Is it my methodology that's flawed, or should I hunt for a bug in the code? (No point debugging if I'm going about it the wrong way from the start).

    Cbrowne14:20, 11 October 2011

    I think the way most of us do it is to simply scan towards the last known location of the enemy every single tick, making sure we overshoot by a little bit in case they move. I've never put too much effort into radar myself (at least 1v1 radar), because extremely simple solutions tend to work perfectly...

      Skilgannon14:47, 11 October 2011
       

      You need to turn it every tick, it's just a question of clockwise or counter-clockwise. The area covered by the sweep of the radar from last tick to this tick is the area that is scanned. So once you scan, you want to reverse the direction you turn the radar, not stop turning it.
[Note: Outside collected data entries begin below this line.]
//! Logging client
//!
//! Turns [`ClientOptions`] into a running logger: resolves every
//! destination descriptor, opens the files and broker connections it needs,
//! builds the fan-out writer and the JSON front-end, binds the hostname and
//! (for [`Client::new`]) installs the result as the process default.
//!
//! The client owns every file handle and broker connection it opened and
//! releases them in [`Client::close`].

pub mod destination_spec;
pub mod options;

pub use destination_spec::DestinationSpec;
pub use options::{ClientBuilder, ClientOptions};

use crate::core::{
    attributes, global, Destination, DeliveryMetrics, JsonFormatter, LogLevel, Logger,
    LoggerError, Result, WorkerPool,
};
use crate::destinations::{
    broker_subject, BrokerConnection, BrokerConnector, BrokerDestination, FileDestination,
    ReconnectPolicy, StreamDestination,
};
use std::sync::Arc;

/// A resource opened by the client and released on close
enum OwnedResource {
    File(Arc<dyn Destination>),
    Broker {
        uri: String,
        connection: Arc<dyn BrokerConnection>,
    },
}

impl OwnedResource {
    /// Brokers are flushed, then closed even if the flush failed.
    fn release(&self) -> Result<()> {
        match self {
            OwnedResource::File(file) => file.close(),
            OwnedResource::Broker { connection, .. } => {
                let flushed = connection.flush();
                let closed = connection.close();
                flushed.and(closed)
            }
        }
    }

    fn describe(&self) -> &str {
        match self {
            OwnedResource::File(file) => file.name(),
            OwnedResource::Broker { uri, .. } => uri,
        }
    }
}

/// Release in open order; every resource is attempted, the first error wins.
fn release_all(resources: &[OwnedResource]) -> Result<()> {
    let mut first_error = None;
    for resource in resources {
        if let Err(e) = resource.release() {
            eprintln!(
                "[LOGGER ERROR] Failed to release {}: {}",
                resource.describe(),
                e
            );
            first_error.get_or_insert(e);
        }
    }
    first_error.map_or(Ok(()), Err)
}

pub struct Client {
    logger: Arc<Logger>,
    hostname: String,
    level_name: String,
    level: LogLevel,
    resources: Vec<OwnedResource>,
    closed: bool,
}

impl Client {
    /// Build a client and install it as the process default logger.
    pub fn new(options: ClientOptions) -> Result<Self> {
        let client = Self::scoped(options)?;
        global::set_default(Arc::clone(&client.logger));
        Ok(client)
    }

    /// Build a client without touching the process default.
    ///
    /// If any destination fails to open, everything opened so far is
    /// released and the error is returned. Invalid options are rejected
    /// before anything is opened.
    pub fn scoped(options: ClientOptions) -> Result<Self> {
        options.timestamp_format.validate()?;

        let level_name = options.level_name().to_string();
        let level = options.min_level();
        let hostname = options.resolved_hostname();

        let mut specs = DestinationSpec::parse_all(&options.destinations)?;
        if specs.is_empty() {
            specs.push(DestinationSpec::Stderr);
        }

        let mut opener = Opener::new(&options, &level_name, &hostname);
        let mut destinations: Vec<Arc<dyn Destination>> = Vec::with_capacity(specs.len());
        for spec in &specs {
            match opener.open(spec) {
                Ok(destination) => destinations.push(destination),
                Err(e) => {
                    // Report the open failure, not a cleanup failure
                    let _ = release_all(&opener.resources);
                    return Err(e);
                }
            }
        }

        let formatter = JsonFormatter::new()
            .with_timestamp_format(options.timestamp_format.clone())
            .with_source(options.add_source);

        let logger = Logger::builder()
            .min_level(level)
            .destinations(destinations)
            .formatter(formatter)
            .attr(attributes::hostname(hostname.clone()))
            .workers(options.fanout_workers.unwrap_or_else(WorkerPool::default_size))
            .write_deadline(options.write_deadline())
            .build();

        Ok(Self {
            logger: Arc::new(logger),
            hostname,
            level_name,
            level,
            resources: opener.resources,
            closed: false,
        })
    }

    pub fn builder() -> ClientBuilder {
        ClientBuilder::new()
    }

    /// Handle for dependency-injected use
    pub fn logger(&self) -> Arc<Logger> {
        Arc::clone(&self.logger)
    }

    pub fn hostname(&self) -> &str {
        &self.hostname
    }

    pub fn level(&self) -> LogLevel {
        self.level
    }

    /// Level name as configured, used in broker subjects
    pub fn level_name(&self) -> &str {
        &self.level_name
    }

    pub fn destination_count(&self) -> usize {
        self.logger.writer().len()
    }

    pub fn destination_names(&self) -> Vec<String> {
        self.logger
            .writer()
            .destinations()
            .iter()
            .map(|d| d.name().to_string())
            .collect()
    }

    pub fn metrics(&self) -> &DeliveryMetrics {
        self.logger.metrics()
    }

    /// Flush all destinations and release owned files and broker
    /// connections in the order they were opened.
    ///
    /// Every resource is attempted; the first error is returned. If this
    /// client is the process default it is uninstalled first.
    pub fn close(mut self) -> Result<()> {
        self.release()
    }

    fn release(&mut self) -> Result<()> {
        if self.closed {
            return Ok(());
        }
        self.closed = true;

        global::clear_default_if(&self.logger);

        // Console streams are not owned, but substitutes may buffer
        let flushed = self.logger.flush();
        let released = release_all(&self.resources);
        released.and(flushed)
    }
}

impl Drop for Client {
    fn drop(&mut self) {
        if let Err(e) = self.release() {
            eprintln!("[LOGGER ERROR] Failed to release client resources on drop: {}", e);
        }
    }
}

/// Resolves specs into destinations, remembering what it opened
struct Opener<'a> {
    options: &'a ClientOptions,
    subject: String,
    reconnect: &'a ReconnectPolicy,
    stdout: Option<Arc<StreamDestination>>,
    stderr: Option<Arc<StreamDestination>>,
    resources: Vec<OwnedResource>,
}

impl<'a> Opener<'a> {
    fn new(options: &'a ClientOptions, level_name: &str, hostname: &str) -> Self {
        Self {
            options,
            subject: broker_subject(level_name, hostname),
            reconnect: &options.reconnect,
            stdout: options.stdout.clone(),
            stderr: options.stderr.clone(),
            resources: Vec::new(),
        }
    }

    fn open(&mut self, spec: &DestinationSpec) -> Result<Arc<dyn Destination>> {
        match spec {
            // One shared destination per console stream
            DestinationSpec::Stdout => {
                let stream: Arc<dyn Destination> = self
                    .stdout
                    .get_or_insert_with(|| Arc::new(StreamDestination::stdout()))
                    .clone();
                Ok(stream)
            }
            DestinationSpec::Stderr => {
                let stream: Arc<dyn Destination> = self
                    .stderr
                    .get_or_insert_with(|| Arc::new(StreamDestination::stderr()))
                    .clone();
                Ok(stream)
            }
            DestinationSpec::File(path) => {
                let file: Arc<dyn Destination> = Arc::new(FileDestination::open(path)?);
                self.resources.push(OwnedResource::File(Arc::clone(&file)));
                Ok(file)
            }
            DestinationSpec::Broker(uri) => {
                let connector = self.connector(uri)?;
                let connection = connector.connect(uri, self.reconnect)?;
                self.resources.push(OwnedResource::Broker {
                    uri: uri.clone(),
                    connection: Arc::clone(&connection),
                });
                Ok(Arc::new(BrokerDestination::new(connection, self.subject.clone())))
            }
        }
    }

    fn connector(&self, uri: &str) -> Result<Arc<dyn BrokerConnector>> {
        if let Some(ref connector) = self.options.connector {
            return Ok(Arc::clone(connector));
        }
        default_connector().ok_or_else(|| {
            LoggerError::invalid_destination(uri, "broker support is not compiled in")
        })
    }
}

#[cfg(feature = "nats")]
fn default_connector() -> Option<Arc<dyn BrokerConnector>> {
    Some(Arc::new(crate::destinations::NatsConnector::new()))
}

#[cfg(not(feature = "nats"))]
fn default_connector() -> Option<Arc<dyn BrokerConnector>> {
    None
}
      Edit: Also, there's an option in Robocode to display the radar arcs, which would help you see exactly what's going on.

        Voidious14:59, 11 October 2011
         

        Ah, so I need to refactor "scanning" to function more as a "turn radar left" boolean (if true, turn radar left, if false turn right) and then just toggle it when I find a robot, would that work?

          Cbrowne15:02, 11 October 2011
           

          Yep, that would work fine. That kind of scan type is known as an 'Infinity lock' - there's more on it here: One_on_One_Radar. That kind of radar algorithm will skip scans occasionally, so there are a few others on that page which are usually used on bots that aren't in severely limited codesize tournaments. Personally, I recommend the 'turn multiplier lock', it works perfectly and is quick and easy to implement.

            Skilgannon16:01, 11 October 2011
             

            Wow, that one is excellent. I'm not quite grokking it yet, but experiments have shown that it performs much smoother than my previous implementation.

            Now to get the gun to point in the right direction.

            I've implemented a function, "turnGunTo" which (in theory) turns the gun to a given (absolute) heading. I'm struggling to get it to work, though, as the gun just appears to spin continuously. Here's my function: public void turnGunTo(double newHeading) { double oldHeading = getGunHeadingRadians(); // use of normalRelativeAngle means we don't have to decide left or right setTurnGunLeft(Utils.normalRelativeAngle(calculateTurnAmount(newHeading,oldHeading))); } And, for reference, the calculateTurnAmount() function: public double calculateTurnAmount(double newHeading,double oldHeading) { // turn amount is a segment of a full circle, calculated by (circle - leftAngle) + rightAngle; return (FULL_CIRCLE - Math.max(newHeading, oldHeading)) + Math.min(newHeading, oldHeading); } What am I doing wrong? Also, is the method abstraction superfluous? It seems so, but in some ways it makes it a little bit more semantically-obvious what I'm trying to achieve.